Jesse Halsey / Radio Address c1935
The World Court protocols have again failed to pass our Senate. If the prestige of a President, who can get a blank check for four billion, could not bring the Senators into line, what can? Apparently, a “barrage of telegrams” is more effective than the influence of the Chief Executive.
Anyone who listened to Father Couglin or Senator Reynolds or Huey Long, when they were on the air, realized, as never before, the awful power of the radio in the hands of propagandists, not to say demagogues.
(I realize it is very easy to call the other fellow bad names.) If we are to change the picture, we must, in the future, not take anything for granted; but begin to organize our forces and be prepared to make vocal, in Washington, such public opinion as we can create and direct. This presupposes a consistent policy of education in the cities and at the crossroads, to proclaim the ideals of brotherhood and the international implications of the Gospel, to make “Americanism” something more than a narrow nationalism, to take the best idealistic traditions of our history and to exalt them.
Whoever is responsible for the policies of mission study deserves credit for placing the emphasis on Japan for this year. With current increase in armaments and our naval gestures in the Pacific, it is of great value for the churches to be studying and trying to understand Japan. Certainly, it is but a drop in the bucket, but, as a wise woman said, “The place for the drop is in the bucket.”
The Senators from Ohio voted on opposite sides on the World Court. The day following the vote, from Washington comes a dispatch to our morning paper, intimating that the anti-Senator has been deluged with telegrams of congratulations whereas the pro-court Senator had received no congratulatory messages. However large the “barrage” of anti telegrams may have been, eight names are mentioned in our paper. None of them happens to be known to me (and I have lived in our town for over twenty years). However, an array of fifty or sixty names of our “leading citizens” appear on the letterhead of our World Court Organization. None of us apparently have wired and, likely, few have written, either congratulating our pro-Court Senator or criticizing our anti. I imagine that is symptomatic the country over.
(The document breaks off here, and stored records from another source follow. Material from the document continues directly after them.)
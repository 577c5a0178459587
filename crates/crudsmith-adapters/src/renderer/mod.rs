//! Dialect renderers.
//!
//! Each renderer turns one entity definition into source text for one
//! artifact kind. Names come from [`EntityNames`] and the CRUD table from
//! [`CrudOperation`]; renderers never derive identifiers on their own.

mod javascript;
mod manifest;
mod startup;
mod typescript;

pub use javascript::JavaScriptRenderer;
pub use manifest::{Dependency, PackageJson};
pub use startup::startup_script;
pub use typescript::TypeScriptRenderer;

use crudsmith_core::{
    application::{ApplicationError, ports::TemplateRenderer},
    domain::{
        ArtifactKind, CrudOperation, Dialect, EntityDefinition, EntityNames, FieldDefinition,
        capitalize,
    },
};

/// Renderer for `dialect`.
pub fn renderer_for(dialect: Dialect) -> Box<dyn TemplateRenderer> {
    match dialect {
        Dialect::TypeScript => Box::new(TypeScriptRenderer::new()),
        Dialect::JavaScript => Box::new(JavaScriptRenderer::new()),
    }
}

pub(crate) const DATABASE_HOST: &str = "mongodb://127.0.0.1:27017";
pub(crate) const DEFAULT_PORT: u16 = 3000;
pub(crate) const BIND_HOST: &str = "0.0.0.0";

// ── Field projection ─────────────────────────────────────────────────────────

/// How one field shows up in generated sources.
#[derive(Debug, Clone, Copy, PartialEq, Eq)]
pub(crate) enum FieldShape<'a> {
    /// Plain typed field; the declared type verbatim.
    Scalar(&'a str),
    /// Foreign key to `target`, with its declared id type if any.
    Relation {
        declared: Option<&'a str>,
        target: &'a str,
    },
}

impl<'a> FieldShape<'a> {
    pub(crate) fn of(
        entity: &EntityDefinition,
        field: &'a FieldDefinition,
        kind: ArtifactKind,
    ) -> Result<Self, ApplicationError> {
        match (field.reference(), field.declared_type()) {
            (Some(target), declared) => Ok(Self::Relation { declared, target }),
            (None, Some(declared)) => Ok(Self::Scalar(declared)),
            (None, None) => Err(ApplicationError::RenderingFailed {
                entity: entity.name.clone(),
                kind,
                reason: format!("field '{}' has neither a type nor a ref", field.name),
            }),
        }
    }

    /// Persistence schema line: `name: { type: ... }`.
    pub(crate) fn schema_line(&self, name: &str) -> String {
        match self {
            Self::Scalar(declared) => format!("    {name}: {{ type: {} }},", capitalize(declared)),
            Self::Relation { target, .. } => {
                format!("    {name}: {{ type: Schema.Types.ObjectId, ref: '{target}' }},")
            }
        }
    }
}

/// Schema lines for every field, or the first projection error.
pub(crate) fn schema_lines(
    entity: &EntityDefinition,
    kind: ArtifactKind,
) -> Result<Vec<String>, ApplicationError> {
    entity
        .fields
        .iter()
        .map(|field| Ok(FieldShape::of(entity, field, kind)?.schema_line(&field.name)))
        .collect()
}

pub(crate) fn unsupported(entity: &EntityDefinition, kind: ArtifactKind, dialect: Dialect) -> ApplicationError {
    ApplicationError::RenderingFailed {
        entity: entity.name.clone(),
        kind,
        reason: format!("{dialect} projects do not contain {kind} files"),
    }
}

// ── CRUD handlers ────────────────────────────────────────────────────────────

/// Arguments a handler passes on for `op`.
pub(crate) fn handler_args(op: CrudOperation) -> &'static str {
    match (op.takes_id(), op.takes_body()) {
        (true, true) => "req.params.id, req.body",
        (true, false) => "req.params.id",
        (false, true) => "req.body",
        (false, false) => "",
    }
}

/// Mongoose call for `op` on `model`, given id and body expressions.
pub(crate) fn model_call(model: &str, op: CrudOperation, id: &str, body: &str) -> String {
    match op {
        CrudOperation::Create => format!("{model}.create({body})"),
        CrudOperation::Get => format!("{model}.findById({id})"),
        CrudOperation::List => format!("{model}.find()"),
        CrudOperation::Update => format!("{model}.findByIdAndUpdate({id}, {body}, {{ new: true }})"),
        CrudOperation::Delete => format!("{model}.findByIdAndDelete({id})"),
    }
}

/// Status sent on success.
pub(crate) fn success_status(op: CrudOperation) -> u16 {
    match op {
        CrudOperation::Create => 201,
        _ => 200,
    }
}

/// Status sent when the data layer throws.
pub(crate) fn failure_status(op: CrudOperation) -> u16 {
    if op.takes_body() { 400 } else { 500 }
}

/// Syntax differences between dialects for controller handlers.
pub(crate) struct HandlerSyntax {
    pub params: &'static str,
    pub catch_binding: &'static str,
}

/// Express handler for `op`; `call` is the awaited data-layer expression.
pub(crate) fn controller_handler(
    names: &EntityNames,
    op: CrudOperation,
    call: &str,
    syntax: &HandlerSyntax,
) -> String {
    let not_found = if op.takes_id() {
        format!(
            "        if (!result) {{\n            return res.status(404).json({{ message: '{} not found' }});\n        }}\n",
            names.type_name
        )
    } else {
        String::new()
    };

    format!(
        "const {fn_name} = async ({params}) => {{\n    try {{\n        const result = await {call};\n{not_found}        res.status({ok}).json(result);\n    }} catch ({catch_binding}) {{\n        res.status({err}).json({{ message: error.message }});\n    }}\n}};\n",
        fn_name = op.function_name(&names.type_name),
        params = syntax.params,
        ok = success_status(op),
        err = failure_status(op),
        catch_binding = syntax.catch_binding,
    )
}

/// `router.<verb>('<path>', <controller>.<fn>);` for every operation.
pub(crate) fn route_lines(names: &EntityNames) -> String {
    CrudOperation::ALL
        .iter()
        .map(|op| {
            format!(
                "router.{}('{}', {}.{});",
                op.verb().router_method(),
                op.path(),
                names.controller_var(),
                op.function_name(&names.type_name)
            )
        })
        .collect::<Vec<_>>()
        .join("\n")
}

/// Function names in CRUD order, one per line, for export objects.
pub(crate) fn export_list(names: &EntityNames) -> String {
    CrudOperation::ALL
        .iter()
        .map(|op| format!("    {},", op.function_name(&names.type_name)))
        .collect::<Vec<_>>()
        .join("\n")
}

#[cfg(test)]
mod tests {
    use super::*;

    #[test]
    fn field_without_type_or_ref_cannot_be_projected() {
        let entity = EntityDefinition::new("Product").with_field(FieldDefinition {
            name: "mystery".into(),
            field_type: None,
            reference: None,
        });
        let err = schema_lines(&entity, ArtifactKind::Model).unwrap_err();
        assert!(err.to_string().contains("mystery"));
    }

    #[test]
    fn schema_lines_capitalize_types_and_bind_refs() {
        let entity = EntityDefinition::new("Product")
            .with_field(FieldDefinition::new("title", "string"))
            .with_field(FieldDefinition::new("category", "string").with_ref("Category"));
        let lines = schema_lines(&entity, ArtifactKind::Model).unwrap();
        assert_eq!(lines[0], "    title: { type: String },");
        assert_eq!(
            lines[1],
            "    category: { type: Schema.Types.ObjectId, ref: 'Category' },"
        );
    }

    #[test]
    fn blank_field_name_is_emitted_verbatim() {
        let entity = EntityDefinition::new("Product").with_field(FieldDefinition::new("", "string"));
        let lines = schema_lines(&entity, ArtifactKind::Model).unwrap();
        assert_eq!(lines, ["    : { type: String },"]);
    }

    #[test]
    fn handler_arguments_follow_crud_table() {
        assert_eq!(handler_args(CrudOperation::Create), "req.body");
        assert_eq!(handler_args(CrudOperation::List), "");
        assert_eq!(handler_args(CrudOperation::Update), "req.params.id, req.body");
        assert_eq!(success_status(CrudOperation::Create), 201);
        assert_eq!(failure_status(CrudOperation::Delete), 500);
    }

    #[test]
    fn model_calls_map_to_mongoose_methods() {
        assert_eq!(model_call("M", CrudOperation::List, "id", "b"), "M.find()");
        assert_eq!(
            model_call("M", CrudOperation::Update, "id", "b"),
            "M.findByIdAndUpdate(id, b, { new: true })"
        );
    }

    #[test]
    fn by_id_handlers_answer_404() {
        let names = EntityNames::new("Product");
        let syntax = HandlerSyntax {
            params: "req, res",
            catch_binding: "error",
        };
        let get = controller_handler(&names, CrudOperation::Get, "x", &syntax);
        assert!(get.contains("res.status(404)"));
        let list = controller_handler(&names, CrudOperation::List, "x", &syntax);
        assert!(!list.contains("404"));
    }

    #[test]
    fn renderer_for_matches_dialect() {
        for dialect in Dialect::ALL {
            assert_eq!(renderer_for(dialect).dialect(), dialect);
        }
    }
}
//! package.json generator shared by both dialects.

const DEFAULT_VERSION: &str = "1.0.0";

/// The package.json configuration file.
#[derive(Debug, Clone)]
pub struct PackageJson {
    pub name: String,
    pub version: String,
    pub main: String,
    pub scripts: Vec<(String, String)>,
    pub dependencies: Vec<Dependency>,
    pub dev_dependencies: Vec<Dependency>,
}

impl PackageJson {
    /// Manifest with the runtime stack every generated project needs.
    pub fn new(name: impl Into<String>) -> Self {
        Self {
            name: name.into(),
            version: DEFAULT_VERSION.to_string(),
            main: "src/index.js".to_string(),
            scripts: Vec::new(),
            dependencies: vec![
                Dependency::new("cors", "^2.8.5"),
                Dependency::new("express", "^4.21.0"),
                Dependency::new("mongoose", "^8.7.0"),
            ],
            dev_dependencies: Vec::new(),
        }
    }

    pub fn with_main(mut self, main: impl Into<String>) -> Self {
        self.main = main.into();
        self
    }

    pub fn with_script(mut self, name: impl Into<String>, command: impl Into<String>) -> Self {
        self.scripts.push((name.into(), command.into()));
        self
    }

    pub fn with_dev_dependencies(
        mut self,
        deps: impl IntoIterator<Item = impl Into<Dependency>>,
    ) -> Self {
        self.dev_dependencies
            .extend(deps.into_iter().map(Into::into));
        self
    }

    fn render_pairs<'a>(pairs: impl Iterator<Item = (&'a str, &'a str)>) -> String {
        pairs
            .map(|(k, v)| format!("    {}: {}", quote(k), quote(v)))
            .collect::<Vec<_>>()
            .join(",\n")
    }

    pub fn render(&self) -> String {
        let scripts = Self::render_pairs(self.scripts.iter().map(|(k, v)| (k.as_str(), v.as_str())));
        let dependencies = Self::render_pairs(
            self.dependencies
                .iter()
                .map(|d| (d.name.as_str(), d.version.as_str())),
        );
        let dev_dependencies = Self::render_pairs(
            self.dev_dependencies
                .iter()
                .map(|d| (d.name.as_str(), d.version.as_str())),
        );

        format!(
            r#"{{
  "name": {},
  "version": {},
  "main": {},
  "scripts": {{
{}
  }},
  "dependencies": {{
{}
  }},
  "devDependencies": {{
{}
  }}
}}
"#,
            quote(&self.name),
            quote(&self.version),
            quote(&self.main),
            scripts,
            dependencies,
            dev_dependencies
        )
    }
}

/// JSON string literal for `raw`.
fn quote(raw: &str) -> String {
    serde_json::Value::from(raw).to_string()
}

/// A dependency with name and version.
#[derive(Debug, Clone, PartialEq, Eq)]
pub struct Dependency {
    name: String,
    version: String,
}

impl Dependency {
    pub fn new(name: impl Into<String>, version: impl Into<String>) -> Self {
        Self {
            name: name.into(),
            version: version.into(),
        }
    }

    pub fn name(&self) -> &str {
        &self.name
    }

    pub fn version(&self) -> &str {
        &self.version
    }
}

impl<N: Into<String>, V: Into<String>> From<(N, V)> for Dependency {
    fn from((name, version): (N, V)) -> Self {
        Self::new(name, version)
    }
}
It is our business to sow the seed and plant the leaven, but on occasion it seems necessary that we count our sheaves or bake our loaves of bread. In other words, put pressure where it will make votes in Washington, or, quite frankly, engage in straight-forward, above-board “lobbying.” For our encouragement in this dark time when we desperately need it, let me rehearse in brief a bit of history that ought to give us hope and teach us some lessons.
President Nicholas Murray Butler [of Columbia University], after spending some time with Premier Briand, came home and, in a Sunday evening address to less than four hundred citizens at an eastern summer resort, outlined in substance what we now know as the “Pact of Paris.” A small committee of citizens selected that night went to Washington. President Coolidge and Secretary Kellogg thought the plan impossible and “unconstitutional.” Senator Borah said that he “would not oppose it”; and there it seemed to stall.
A Roman Catholic member of this citizen’s committee said to the others that the only method of approach was through the Federal Council. They saw Dr. Cadman and started the Council’s machinery and as it became evident that individuals and groups the country over were interested, the plan began to take form. Its unilateral feature became multilateral, and other minor changes were introduced, but under the pressure of public interest in high places, it became possible and constitutional and, curiously enough, in most quarters it now bears the name of the “Kellogg Pact.”
Apparently, we do have the machinery to make vocal our idealism. None of us say that the League of Nations is a synonym for the Kingdom of God nor that the World Court will bring universal peace, but we do feel ashamed and humiliated that our great country, whose statesmen designed and set up the machinery of peace, seems afraid to use it herself. The world must judge that we have things or fear things in the future, that we are afraid to adjudicate of public opinion. Nationalism is in the ascendant; preparedness races are eminent. America, at least officially, begins to line up with the unidealistic and anti-Christian forces. The next decade will be a “testing time”—a period of judgment. The weapons of our warfare are not carnal. We need to teach and live, but it is perfectly legitimate and entirely necessary that we make vocal in places where it will count our determined opposition to increased armaments, to isolationist policies—to Chauvinism in all its forms.